Days remaining of the Trump regime if The Donald serves out a full term: 1448
Lawrence Douglas at The Guardian writes—Steve Bannon is calling the shots in the White House. That's terrifying:
That didn’t take long. From no-drama Obama to all-trauma Trump: the shift has been seismic, leaving millions in this country and abroad frightened and struggling to make sense of America’s new political landscape.
Some of the upheaval appears to be the consequence of incompetence, the predictable result of an under-qualified real estate mogul struggling to master the most powerful and demanding job on the planet.
But not so with the travel ban. In this case, upheaval was the intent – not to the degree we have seen; that clearly caught the administration off guard. But it was upheaval nonetheless.
As we now know, the drafting and rollout of the travel ban was largely the work of Steve Bannon, the president’s chief political strategist. It was Bannon who reportedly overruled the proposal to exempt green card holders from the ban. And it was Bannon who pushed the order through without consulting experts at the Department of Homeland Security or at the state department.
The Nacht und Nebel quality of the ban’s announcement makes clear that the president’s chief strategist wanted to send tremors through the world. Here was bold proof that the portentous accents of Trump’s inaugural address, also Bannon’s work, was not mere rhetoric.
E.J. Dionne Jr. at The Washington Post writes—It’s time to make Republicans pay for their supreme hypocrisy:
Sen. Richard Burr (R-N.C.) went further: “If Hillary Clinton becomes president, I am going to do everything I can do to make sure four years from now, we still got an opening on the Supreme Court.”

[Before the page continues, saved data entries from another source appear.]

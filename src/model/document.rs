//! Document-level types.

use super::Page;
use serde::{Deserialize, Serialize};

/// A decoded source document: an ordered, finite sequence of pages.
#[derive(Debug, Clone, Default, Serialize, Deserialize)]
pub struct Document {
    /// Document metadata (title, producer, etc.)
    #[serde(default)]
    pub metadata: Metadata,

    /// Pages in document order
    pub pages: Vec<Page>,
}

impl Document {
    /// Create a new empty document.
    pub fn new() -> Self {
        Self::default()
    }

    /// Create a document from pages already in document order.
    pub fn from_pages(pages: Vec<Page>) -> Self {
        Self {
            metadata: Metadata::default(),
            pages,
        }
    }

    /// Get the number of pages in the document.
    pub fn page_count(&self) -> usize {
        self.pages.len()
    }

    /// Get a page by index (0-indexed).
    pub fn get_page(&self, index: usize) -> Option<&Page> {
        self.pages.get(index)
    }

    /// Add a page to the document.
    ///
    /// The page's `index` is reset to its position so indices stay dense.
    pub fn add_page(&mut self, mut page: Page) {
        page.index = self.pages.len();
        self.pages.push(page);
    }

    /// Check if the document has any pages.
    pub fn is_empty(&self) -> bool {
        self.pages.is_empty()
    }

    /// Total number of drawing commands across all pages.
    pub fn command_count(&self) -> usize {
        self.pages.iter().map(|p| p.commands.len()).sum()
    }

    /// Total number of text spans across all pages.
    pub fn span_count(&self) -> usize {
        self.pages.iter().map(|p| p.spans.len()).sum()
    }
}

/// Document metadata carried over from the decoder.
#[derive(Debug, Clone, Default, Serialize, Deserialize)]
pub struct Metadata {
    /// Document title
    pub title: Option<String>,

    /// Document author
    pub author: Option<String>,

    /// Creator application
    pub creator: Option<String>,

    /// Producer of the decoded dump
    pub producer: Option<String>,
}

Yes, Republicans do have a principle on nominations: When the Supreme Court’s philosophical majority might flip, only Republican presidents should be allowed to appoint justices.
We are in for a festival of GOP hypocrisy in the debate over President Trump’s nomination of Judge Neil Gorsuch to the Supreme Court.
Republicans will say that because he is decent and well-qualified, Democrats have no business blocking him. But it’s hard to find someone more decent or qualified than Garland, as many Republicans acknowledged. Garland’s experience, temperament and character mattered not a whit to the GOP. In fact, the party seemed to fear that in a hearing, he’d come off as too sensible.
Mona Chalabi at The Guardian writes—A chronicle of fear: seven days as a Muslim immigrant in America:
When the roll of toilet paper ran out this morning, I stood there, staring at my bathroom shelf for a full minute. There are three rolls left. How many new ones should I buy? The question is so difficult it makes my throat close up. I stand naked, perfectly still, staring at the remaining rolls of toilet paper. How long will I stay in America?
This rented apartment is the first home I’ve ever felt was mine. I’ve filled the space, stocking it like I’m a mother of five. The bathroom shelves are lined with spare shampoo bottles, razor blades, toothbrushes, condoms, moisturizer pots, nail files, tubs of Tylenol, sunscreens of various factors, roll-ons and, normally, lots and lots of spare toilet rolls. Somewhere around November I must have stopped buying TP stocks to invest in my future here.
Everything is on hold. I haven’t upgraded my Wi-Fi service (despite Spectrum repeatedly telling me I really, really should). I didn’t go on a second date with that nice-enough guy. And I haven’t booked an appointment to go see a doctor about the near-constant abdominal pain I’ve had for months. What’s the point? They’ll only provide me with a follow-up appointment at some point in the future and where will I be then?
I haven’t voiced these feelings to any of the native-born Americans I know. If I did, I would have to closely study their faces for signs of “it’s not a big deal, you can just leave”. Deep down, I suspect that even my liberal friends don’t really think immigrants have equal rights to live and work here.
In December, I was at a holiday party for a TV company I do research for. An executive said he was angry about Trump winning the election – I told him that I wasn’t angry, I was scared. He put an arm on my shoulder and said: “Listen, you’ve got every right to feel paranoid.” The word paranoid slapped me across the cheek: I smiled and seethed. [...]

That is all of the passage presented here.